▶ Exercise brief
Only the lines from the top of the data through the line with "use std::path::PathBuf;" should be repeated, each exactly as written.
-- Source data follows --
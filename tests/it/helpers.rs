//! Test helpers and builders for reducing boilerplate in tests.
//!
//! This module provides:
//! - `TestCatalogBuilder` - Builder pattern for creating test catalogs
//! - `artwork()` - A single artwork fixture
//! - `track()` - A scroll track with measured extents

use atelier::carousel::ScrollTrack;
use atelier::catalog::Catalog;
use atelier::constants::DRAG_SENSITIVITY;
use atelier::types::Artwork;
use std::path::PathBuf;

/// A single artwork fixture with sensible defaults.
pub fn artwork(id: u64, category: &str, featured: bool) -> Artwork {
    Artwork {
        id,
        category: category.to_string(),
        src: PathBuf::from(format!("/art/{id}.jpg")),
        title: format!("Piece {id}"),
        year: "2026".to_string(),
        medium: "Acrylic on Canvas".to_string(),
        size: "30 x 40 in".to_string(),
        series: "Test Series".to_string(),
        featured,
    }
}

/// Builder for creating test catalogs.
///
/// # Example
/// ```ignore
/// let catalog = TestCatalogBuilder::new()
///     .with_artwork("painting", true)
///     .with_artwork("sculpture", false)
///     .build();
/// ```
pub struct TestCatalogBuilder {
    artworks: Vec<Artwork>,
}

impl Default for TestCatalogBuilder {
    fn default() -> Self {
        Self::new()
    }
}

impl TestCatalogBuilder {
    pub fn new() -> Self {
        Self {
            artworks: Vec::new(),
        }
    }

    /// Add an artwork with an auto-incrementing id.
    pub fn with_artwork(mut self, category: &str, featured: bool) -> Self {
        let id = self.artworks.len() as u64 + 1;
        self.artworks.push(artwork(id, category, featured));
        self
    }

    pub fn build(self) -> Catalog {
        Catalog::from_artworks(self.artworks).expect("test catalog should be valid")
    }
}

/// A scroll track with the default sensitivity and the given extents.
pub fn track(content_width: f32, viewport_width: f32) -> ScrollTrack {
    let mut track = ScrollTrack::new(DRAG_SENSITIVITY);
    track.set_extents(content_width, viewport_width);
    track
}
-- Source data concluded --
▶ Completed exercise
filename tests/it/helpers.rs
//! Test helpers and builders for reducing boilerplate in tests.
//!
//! This module provides:
//! - `TestCatalogBuilder` - Builder pattern for creating test catalogs
//! - `artwork()` - A single artwork fixture
//! - `track()` - A scroll track with measured extents

use atelier::carousel::ScrollTrack;
use atelier::catalog::Catalog;
use atelier::constants::DRAG_SENSITIVITY;
use atelier::types::Artwork;
use std::path::PathBuf;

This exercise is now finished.